Unlike traditional gravity measurements, which measure gravity magnitude, and gravity gradiometers, which measure the difference in density magnitude from one location to another, Liszicasz maintains that SFD responds to changes in the orientation of Earth’s gravity field caused by subsurface stress.
“SFD has to be in motion,” he said. “It couples directly with the perturbations or the anomalies in the subsurface. It does not respond to the total magnitude of the field; it only responds to changes in the gravity field.”
The key to the technology is fluid’s inability to transmit shear. “You can cut rocks, and you can tear rocks, and you can apply forces from different angles,” he said. “But you can’t take a pair of scissors and cut your coffee.”
The technology was developed when Liszicasz was working on a pyroelectric material that could be used in pacemakers to harness the patient’s body heat to power the device. “I solved that problem, but in the meantime I made this discovery, and I forgot all about the other one,” he said.
He removed most of the seats in his van to house the system and drove around the US and Canada trying out his method in different geological environments – reef systems in Michigan, Austin chalk formations in Texas, salt domes in Louisiana, overthrust faults in the foothills, and overpressured reservoirs in Wyoming.
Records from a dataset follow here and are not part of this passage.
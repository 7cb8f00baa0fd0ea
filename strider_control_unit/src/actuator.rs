//! Actuator model: torque clamp plus electrical settling delay.
//!
//! The settle wait goes through the shared clock, so in simulated time it
//! advances the clock instead of blocking.

use std::sync::Mutex;
use std::time::Duration;

use tracing::trace;

use crate::clock::SharedClock;
use crate::sync::lock;

#[derive(Debug)]
pub struct ActuatorModel {
    name: String,
    /// Symmetric torque ceiling [N·m].
    max_torque: f64,
    gear_ratio: f64,
    efficiency: f64,
    settle: Duration,
    clock: SharedClock,
    torque: Mutex<f64>,
}

impl ActuatorModel {
    /// `max_torque` must be positive; the caller validates configuration.
    pub fn new(
        name: &str,
        max_torque: f64,
        gear_ratio: f64,
        efficiency: f64,
        settle: Duration,
        clock: SharedClock,
    ) -> Self {
        Self {
            name: name.to_string(),
            max_torque: max_torque.abs(),
            gear_ratio,
            efficiency,
            settle,
            clock,
            torque: Mutex::new(0.0),
        }
    }

    /// Clamp `command` to `[-max_torque, +max_torque]`, store it, wait the
    /// settling delay and return the applied torque.
    ///
    /// Non-finite commands are applied as zero.
    pub fn set_torque(&self, command: f64) -> f64 {
        let applied = clamp_torque(command, self.max_torque);
        *lock(&self.torque) = applied;
        self.clock.sleep(self.settle);
        trace!("{}: cmd={command:.3} applied={applied:.3}", self.name);
        applied
    }

    /// Last applied motor torque [N·m].
    pub fn torque(&self) -> f64 {
        *lock(&self.torque)
    }

    /// Joint-side torque after the transmission: `torque · ratio · efficiency`.
    pub fn output_torque(&self) -> f64 {
        self.torque() * self.gear_ratio * self.efficiency
    }

    pub fn max_torque(&self) -> f64 {
        self.max_torque
    }

    pub fn name(&self) -> &str {
        &self.name
    }
}

/// Symmetric clamp; NaN and ±∞ map to a safe value (0 and ±limit).
#[inline]
pub fn clamp_torque(command: f64, limit: f64) -> f64 {
    if command.is_nan() {
        0.0
    } else {
        command.clamp(-limit, limit)
    }
}
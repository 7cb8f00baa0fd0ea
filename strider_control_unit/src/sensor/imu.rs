//! IMU simulator: orientation, angular velocity, linear acceleration.
//!
//! Angular velocity about x/y and vertical acceleration follow the clock:
//! `ωx = 0.1·sin(t)`, `ωy = 0.05·sin(1.5t)`, `az = g + 0.1·cos(0.5t)`
//! (drive terms scaled by `excitation`, then noised). Orientation integrates
//! only the x/y quaternion components with a fixed step and is renormalized
//! after every read; z/w are carried but not integrated.

use std::sync::atomic::{AtomicBool, Ordering};
use std::sync::{Arc, Mutex};

use strider_common::consts::GRAVITY;
use strider_common::robot::imu::ImuSample;
use tracing::{trace, warn};

use super::{NoiseSequence, Sensor};
use crate::clock::SharedClock;
use crate::sync::lock;

const ROLL_RATE_DRIVE: f64 = 0.1;
const PITCH_RATE_DRIVE: f64 = 0.05;
const VERTICAL_ACCEL_DRIVE: f64 = 0.1;

#[derive(Debug)]
pub struct ImuSensorSim {
    name: String,
    amplitude: f64,
    excitation: f64,
    /// Orientation integration step [s].
    integration_step: f64,
    connected: AtomicBool,
    noise: Arc<NoiseSequence>,
    clock: SharedClock,
    sample: Mutex<ImuSample>,
}

impl ImuSensorSim {
    pub fn new(
        name: &str,
        amplitude: f64,
        excitation: f64,
        integration_step: f64,
        noise: Arc<NoiseSequence>,
        clock: SharedClock,
    ) -> Self {
        let sample = ImuSample {
            timestamp: clock.now(),
            ..ImuSample::default()
        };
        Self {
            name: name.to_string(),
            amplitude,
            excitation,
            integration_step,
            connected: AtomicBool::new(true),
            noise,
            clock,
            sample: Mutex::new(sample),
        }
    }

    /// Simulate a bus fault (`false`) or reconnection (`true`).
    pub fn set_connected(&self, connected: bool) {
        if !connected {
            warn!("IMU '{}' disconnected", self.name);
        }
        self.connected.store(connected, Ordering::SeqCst);
    }
}

impl Sensor for ImuSensorSim {
    type Sample = ImuSample;

    fn name(&self) -> &str {
        &self.name
    }

    fn is_connected(&self) -> bool {
        self.connected.load(Ordering::SeqCst)
    }

    fn read(&self) -> ImuSample {
        let now = self.clock.now();
        let t = now.as_secs_f64();
        let e = self.excitation;
        let amp = self.amplitude;

        let mut s = lock(&self.sample);
        s.angular_velocity[0] = self.noise.apply(e * ROLL_RATE_DRIVE * t.sin(), amp);
        s.angular_velocity[1] = self.noise.apply(e * PITCH_RATE_DRIVE * (1.5 * t).sin(), amp);
        s.linear_acceleration[2] = self
            .noise
            .apply(GRAVITY + e * VERTICAL_ACCEL_DRIVE * (0.5 * t).cos(), amp);

        let half_step = 0.5 * self.integration_step;
        s.orientation.x += s.angular_velocity[0] * half_step;
        s.orientation.y += s.angular_velocity[1] * half_step;
        s.orientation.normalize();
        s.timestamp = now.max(s.timestamp);

        trace!(
            "{}: roll={:.5} wx={:.4} wy={:.4} az={:.3}",
            self.name,
            s.orientation.roll(),
            s.angular_velocity[0],
            s.angular_velocity[1],
            s.linear_acceleration[2]
        );
        *s
    }

    fn latest(&self) -> ImuSample {
        *lock(&self.sample)
    }
}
Ultimately, he created a library of the tool’s responses to these varying geologic settings.
The next step was to swap the van for the jet. NXT did its first test flight in 1997 and after a lengthy R&D process began offering SFD as a commercial service in 2006.
Its first jobs were in Canada, both in conventional plays and in the Horn River basin shale play. Since then NXT has gone international and is currently working in Mexico and Pakistan, among other places.
Case studies abound. One survey led to the discovery of a 180-MMbbl field in Colombia, Liszicasz said. “The client was shooting a 3-D survey over the entire block. For [US] $500,000 we could tell them where to focus their activities in stage 1 of the exploration cycle.
“Technologies like airborne magnetics and gravity can map basin architecture; 2-D reconnaissance seismic can identify traps. We find trapped fluids. That’s what E&P companies are looking for.”